HOW TO COMPLETE THIS TASK: Down to the last line, copy the records below without any change.

Saved data entries:
* * * * * * *
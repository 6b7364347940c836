use criterion::{black_box, criterion_group, criterion_main, Criterion};

use pto_optimizer::{generate_with_stats, select, IndexedCandidates, Planner};
use pto_time::{Date, Holiday, YearCalendar};

fn holidays_2025() -> Vec<Holiday> {
    [
        (1, 1, "New Year's Day"),
        (4, 18, "Good Friday"),
        (4, 21, "Easter Monday"),
        (5, 1, "Labour Day"),
        (5, 29, "Ascension Day"),
        (6, 9, "Whit Monday"),
        (10, 3, "Unity Day"),
        (12, 25, "Christmas Day"),
        (12, 26, "Boxing Day"),
    ]
    .into_iter()
    .map(|(m, d, name)| Holiday::public(Date::from_ymd(2025, m, d).unwrap(), name))
    .collect()
}

fn bench_generation(c: &mut Criterion) {
    let calendar = YearCalendar::new(2025, &holidays_2025()).unwrap();
    c.bench_function("generate_cap_10", |b| {
        b.iter(|| generate_with_stats(black_box(&calendar), black_box(10)))
    });
}

fn bench_selection(c: &mut Criterion) {
    let calendar = YearCalendar::new(2025, &holidays_2025()).unwrap();
    let (candidates, _) = generate_with_stats(&calendar, 10);
    let indexed = IndexedCandidates::new(candidates);
    c.bench_function("select_budget_30", |b| {
        b.iter(|| select(black_box(&indexed), black_box(30), 4))
    });
}

fn bench_plan(c: &mut Criterion) {
    let holidays = holidays_2025();
    let planner = Planner::default();
    c.bench_function("plan_budget_25", |b| {
        b.iter(|| planner.plan(2025, black_box(&holidays), black_box(25)))
    });
}

criterion_group!(benches, bench_generation, bench_selection, bench_plan);
criterion_main!(benches);
//! # pto-core
//!
//! Core types and error definitions for ptoplan.
//!
//! This crate provides the building blocks shared across the other crates in
//! the workspace: the error hierarchy with its `ensure!` macro and the
//! primitive alias used for day and budget arithmetic.

#![warn(missing_docs)]
#![forbid(unsafe_code)]

// ── Public modules ───────────────────────────────────────────────────────────

/// Error types and the `ensure!` macro.
pub mod errors;

// ── Primitive type aliases ────────────────────────────────────────────────────

/// A count of calendar days (break lengths, PTO spent, budgets).
pub type DayCount = u32;

// ── Re-exports for convenience ────────────────────────────────────────────────

pub use errors::{Error, Result};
* * * * * * *
FINAL ANSWER:
repository 6b7364347940c836
use criterion::{black_box, criterion_group, criterion_main, Criterion};

use pto_optimizer::{generate_with_stats, select, IndexedCandidates, Planner};
use pto_time::{Date, Holiday, YearCalendar};

fn holidays_2025() -> Vec<Holiday> {
    [
        (1, 1, "New Year's Day"),
        (4, 18, "Good Friday"),
        (4, 21, "Easter Monday"),
        (5, 1, "Labour Day"),
        (5, 29, "Ascension Day"),
        (6, 9, "Whit Monday"),
        (10, 3, "Unity Day"),
        (12, 25, "Christmas Day"),
        (12, 26, "Boxing Day"),
    ]
    .into_iter()
    .map(|(m, d, name)| Holiday::public(Date::from_ymd(2025, m, d).unwrap(), name))
    .collect()
}

fn bench_generation(c: &mut Criterion) {
    let calendar = YearCalendar::new(2025, &holidays_2025()).unwrap();
    c.bench_function("generate_cap_10", |b| {
        b.iter(|| generate_with_stats(black_box(&calendar), black_box(10)))
    });
}

fn bench_selection(c: &mut Criterion) {
    let calendar = YearCalendar::new(2025, &holidays_2025()).unwrap();
    let (candidates, _) = generate_with_stats(&calendar, 10);
    let indexed = IndexedCandidates::new(candidates);
    c.bench_function("select_budget_30", |b| {
        b.iter(|| select(black_box(&indexed), black_box(30), 4))
    });
}

fn bench_plan(c: &mut Criterion) {
    let holidays = holidays_2025();
    let planner = Planner::default();
    c.bench_function("plan_budget_25", |b| {
        b.iter(|| planner.plan(2025, black_box(&holidays), black_box(25)))
    });
}

criterion_group!(benches, bench_generation, bench_selection, bench_plan);
criterion_main!(benches);
//! # pto-core
//!
//! Core types and error definitions for ptoplan.
//!
//! This crate provides the building blocks shared across the other crates in
//! the workspace: the error hierarchy with its `ensure!` macro and the
//! primitive alias used for day and budget arithmetic.

#![warn(missing_docs)]
#![forbid(unsafe_code)]

// ── Public modules ───────────────────────────────────────────────────────────

/// Error types and the `ensure!` macro.
pub mod errors;

// ── Primitive type aliases ────────────────────────────────────────────────────

/// A count of calendar days (break lengths, PTO spent, budgets).
pub type DayCount = u32;

// ── Re-exports for convenience ────────────────────────────────────────────────

pub use errors::{Error, Result};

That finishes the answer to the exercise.